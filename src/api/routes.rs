use axum::{
    routing::{get, post, put},
    Router,
};
use tower_http::cors::{Any, CorsLayer};

use crate::api::{handlers, state::AppState};

pub fn create_router(state: AppState) -> Router {
    let cors = CorsLayer::new()
        .allow_origin(Any)
        .allow_methods(Any)
        .allow_headers(Any);

    Router::new()
        .route("/health", get(handlers::liveness))
        // Commission ingress
        .route("/webhooks/position-closed", post(handlers::position_closed))
        // System endpoints
        .route("/api/health", get(handlers::get_health))
        .route("/api/settings/rotate", post(handlers::rotate_settings))
        // Group endpoints
        .route("/api/groups", get(handlers::get_groups))
        .route("/api/groups/sync", post(handlers::sync_groups))
        .route("/api/groups/:name/default", put(handlers::put_default_group))
        .route("/api/groups/:name/demo-default", put(handlers::put_demo_default_group))
        .route("/api/groups/:name/alias", put(handlers::put_group_alias))
        // Account endpoints
        .route("/api/accounts/:login/summary", get(handlers::get_account_summary))
        .route("/api/accounts/:login/deals", get(handlers::get_account_deals))
        // Fund endpoints
        .route("/api/funds/transfer", post(handlers::post_transfer))
        .route("/api/funds/transfers/pending", get(handlers::get_pending_transfers))
        .route("/api/funds/:kind", post(handlers::post_fund_operation))
        .with_state(state)
        .layer(cors)
}
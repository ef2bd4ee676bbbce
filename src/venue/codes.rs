use serde::Serialize;

use crate::error::{ErrorKind, GatewayError};

/// Vendor return code
#[derive(Debug, Clone, Copy, PartialEq, Eq, Hash, Serialize)]
#[serde(transparent)]
pub struct VenueCode(pub i32);

impl VenueCode {
    pub const OK: Self = Self(0);
    pub const OK_NONE: Self = Self(1);
    pub const ERROR: Self = Self(2);
    pub const ERR_PARAMS: Self = Self(3);
    pub const ERR_NETWORK: Self = Self(7);
    pub const ERR_PERMISSIONS: Self = Self(8);
    pub const ERR_TIMEOUT: Self = Self(9);
    pub const ERR_CONNECTION: Self = Self(10);
    pub const ERR_NOSERVICE: Self = Self(11);
    pub const ERR_FREQUENT: Self = Self(12);
    pub const ERR_NOTFOUND: Self = Self(13);
    pub const ERR_DUPLICATE: Self = Self(17);
    pub const AUTH_ACCOUNT_INVALID: Self = Self(1002);
    pub const USR_LOGIN_EXHAUSTED: Self = Self(3001);
    pub const USR_LOGIN_PROHIBITED: Self = Self(3002);
    pub const USR_LOGIN_EXIST: Self = Self(3004);
    pub const USR_LIMIT_REACHED: Self = Self(3009);
    pub const TRADE_LIMIT_REACHED: Self = Self(10033);
    pub const TRADE_NO_MONEY: Self = Self(10019);

    pub fn is_ok(&self) -> bool {
        *self == Self::OK || *self == Self::OK_NONE
    }
}

impl std::fmt::Display for VenueCode {
    fn fmt(&self, f: &mut std::fmt::Formatter<'_>) -> std::fmt::Result {
        write!(f, "{}", self.0)
    }
}

/// Map a vendor code to the gateway's error taxonomy
pub fn classify(code: VenueCode) -> ErrorKind {
    match code {
        VenueCode::ERR_NOTFOUND => ErrorKind::AccountNotFound,
        VenueCode::ERR_PERMISSIONS | VenueCode::USR_LOGIN_PROHIBITED => {
            ErrorKind::PermissionDenied
        }
        VenueCode::USR_LOGIN_EXHAUSTED => ErrorKind::CapacityExhausted,
        VenueCode::ERR_DUPLICATE | VenueCode::USR_LOGIN_EXIST => ErrorKind::DuplicateEntity,
        VenueCode::TRADE_NO_MONEY => ErrorKind::InsufficientFunds,
        VenueCode::USR_LIMIT_REACHED | VenueCode::TRADE_LIMIT_REACHED => ErrorKind::LimitReached,
        VenueCode::ERR_TIMEOUT => ErrorKind::Timeout,
        VenueCode::ERR_NETWORK
        | VenueCode::ERR_CONNECTION
        | VenueCode::ERR_NOSERVICE
        | VenueCode::AUTH_ACCOUNT_INVALID => ErrorKind::ConnectionUnavailable,
        _ => ErrorKind::RemoteFailed,
    }
}

impl VenueCode {
    /// Lift a failed call into a typed error
    pub fn into_error(self, operation: &str, login: u64) -> GatewayError {
        match classify(self) {
            ErrorKind::AccountNotFound => GatewayError::AccountNotFound { login },
            ErrorKind::PermissionDenied => GatewayError::PermissionDenied(format!(
                "{operation} on {login} rejected (code {self})"
            )),
            ErrorKind::CapacityExhausted => {
                GatewayError::CapacityExhausted(format!("{operation}: no free logins (code {self})"))
            }
            ErrorKind::DuplicateEntity => {
                GatewayError::DuplicateEntity(format!("{operation}: login {login} already exists"))
            }
            ErrorKind::InsufficientFunds => GatewayError::InsufficientFunds {
                requested: rust_decimal::Decimal::ZERO,
                available: rust_decimal::Decimal::ZERO,
            },
            ErrorKind::LimitReached => {
                GatewayError::LimitReached(format!("{operation} on {login} (code {self})"))
            }
            ErrorKind::Timeout => GatewayError::Timeout {
                operation: operation.to_string(),
                elapsed_ms: 0,
            },
            ErrorKind::ConnectionUnavailable => GatewayError::ConnectionUnavailable(format!(
                "{operation} failed with code {self}"
            )),
            _ => GatewayError::RemoteFailed {
                operation: operation.to_string(),
                code: self.0,
            },
        }
    }
}
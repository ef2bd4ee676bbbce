//! Venue connection manager
//!
//! Owns the single live manager session for the process. A build or rebuild
//! happens under one mutex, so a credential rotation can never leave two
//! sessions connected at the same time. Callers take an `Arc` to the current
//! handle and use it outside the lock; a concurrent rotation may let one
//! in-flight call finish on the old handle. Status readers see a snapshot
//! published after each change and never wait for a connect.

use chrono::{DateTime, Utc};
use parking_lot::{Mutex, RwLock};
use serde::Serialize;
use std::sync::atomic::{AtomicBool, AtomicU64, AtomicUsize, Ordering};
use std::sync::Arc;
use std::time::Duration;
use tokio::runtime::Handle;
use tracing::{debug, error, info};

use crate::domain::ConnectionSettings;
use crate::error::{ErrorKind, GatewayError, Result};
use crate::persistence::SettingsSource;
use crate::secrets::SecretCipher;
use crate::venue::{classify, ConnectParams, ManagerMode, VenueConnector, VenueResult, VenueSession};

/// Options forwarded to the vendor connect primitive
#[derive(Debug, Clone, Copy)]
pub struct ConnectOptions {
    pub mode: ManagerMode,
    pub timeout: Duration,
}

impl Default for ConnectOptions {
    fn default() -> Self {
        Self {
            mode: ManagerMode::Default,
            timeout: Duration::from_secs(30),
        }
    }
}

/// The live session plus the settings it was built from
pub struct ManagedConnection {
    session: Mutex<Box<dyn VenueSession>>,
    settings: ConnectionSettings,
    connected: AtomicBool,
    generation: u64,
    connected_at: DateTime<Utc>,
}

impl ManagedConnection {
    pub fn settings(&self) -> &ConnectionSettings {
        &self.settings
    }

    pub fn generation(&self) -> u64 {
        self.generation
    }

    pub fn is_connected(&self) -> bool {
        self.connected.load(Ordering::SeqCst)
    }

    pub fn connected_at(&self) -> DateTime<Utc> {
        self.connected_at
    }

    /// Run one blocking vendor call on this session.
    ///
    /// The outer `Result` fails only when the handle has been torn down.
    pub(crate) fn call<T>(
        &self,
        f: impl FnOnce(&mut dyn VenueSession) -> VenueResult<T>,
    ) -> Result<VenueResult<T>> {
        if !self.is_connected() {
            return Err(GatewayError::ConnectionUnavailable(format!(
                "handle generation {} was invalidated",
                self.generation
            )));
        }
        let mut session = self.session.lock();
        Ok(f(session.as_mut()))
    }

    fn teardown(&self) {
        if !self.connected.swap(false, Ordering::SeqCst) {
            return;
        }
        // An in-flight call holds the session; Drop disconnects it later.
        if let Some(mut session) = self.session.try_lock() {
            session.disconnect();
        }
    }
}

impl Drop for ManagedConnection {
    fn drop(&mut self) {
        self.connected.store(false, Ordering::SeqCst);
        self.session.get_mut().disconnect();
    }
}

impl std::fmt::Debug for ManagedConnection {
    fn fmt(&self, f: &mut std::fmt::Formatter<'_>) -> std::fmt::Result {
        f.debug_struct("ManagedConnection")
            .field("settings_id", &self.settings.id)
            .field("server", &self.settings.server_address)
            .field("generation", &self.generation)
            .field("connected", &self.is_connected())
            .finish()
    }
}

/// Snapshot for health reporting
#[derive(Debug, Clone, Serialize)]
pub struct ConnectionStatus {
    pub connected: bool,
    pub generation: Option<u64>,
    pub settings_id: Option<i64>,
    pub server_address: Option<String>,
    pub connected_at: Option<DateTime<Utc>>,
    pub last_error: Option<String>,
    pub connect_attempts: u64,
    pub invalidations: u64,
}

type InvalidationHook = Box<dyn Fn() + Send + Sync>;

#[derive(Default)]
struct Slot {
    current: Option<Arc<ManagedConnection>>,
    next_generation: u64,
    last_error: Option<String>,
}

/// Copy of the slot for readers that must not wait on a connect
#[derive(Default)]
struct Published {
    current: Option<Arc<ManagedConnection>>,
    last_error: Option<String>,
}

struct Inner {
    connector: Arc<dyn VenueConnector>,
    settings: Arc<dyn SettingsSource>,
    cipher: Arc<SecretCipher>,
    runtime: Handle,
    options: ConnectOptions,
    slot: Mutex<Slot>,
    published: RwLock<Published>,
    hooks: RwLock<Vec<InvalidationHook>>,
    live_handles: AtomicUsize,
    connect_attempts: AtomicU64,
    invalidations: AtomicU64,
}

/// Process-wide owner of the venue session. Cheap to clone.
#[derive(Clone)]
pub struct ConnectionManager {
    inner: Arc<Inner>,
}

================================

- [What to do] Using the entries above, give back exactly the line containing "pub const ERR_FREQUENT: Self = Self(12);", the line containing "pub const USR_LOGIN_PROHIBITED: Self", and every line between them, and nothing else.

- [Output below]
    pub const ERR_FREQUENT: Self = Self(12);
    pub const ERR_NOTFOUND: Self = Self(13);
    pub const ERR_DUPLICATE: Self = Self(17);
    pub const AUTH_ACCOUNT_INVALID: Self = Self(1002);
    pub const USR_LOGIN_EXHAUSTED: Self = Self(3001);
    pub const USR_LOGIN_PROHIBITED: Self = Self(3002);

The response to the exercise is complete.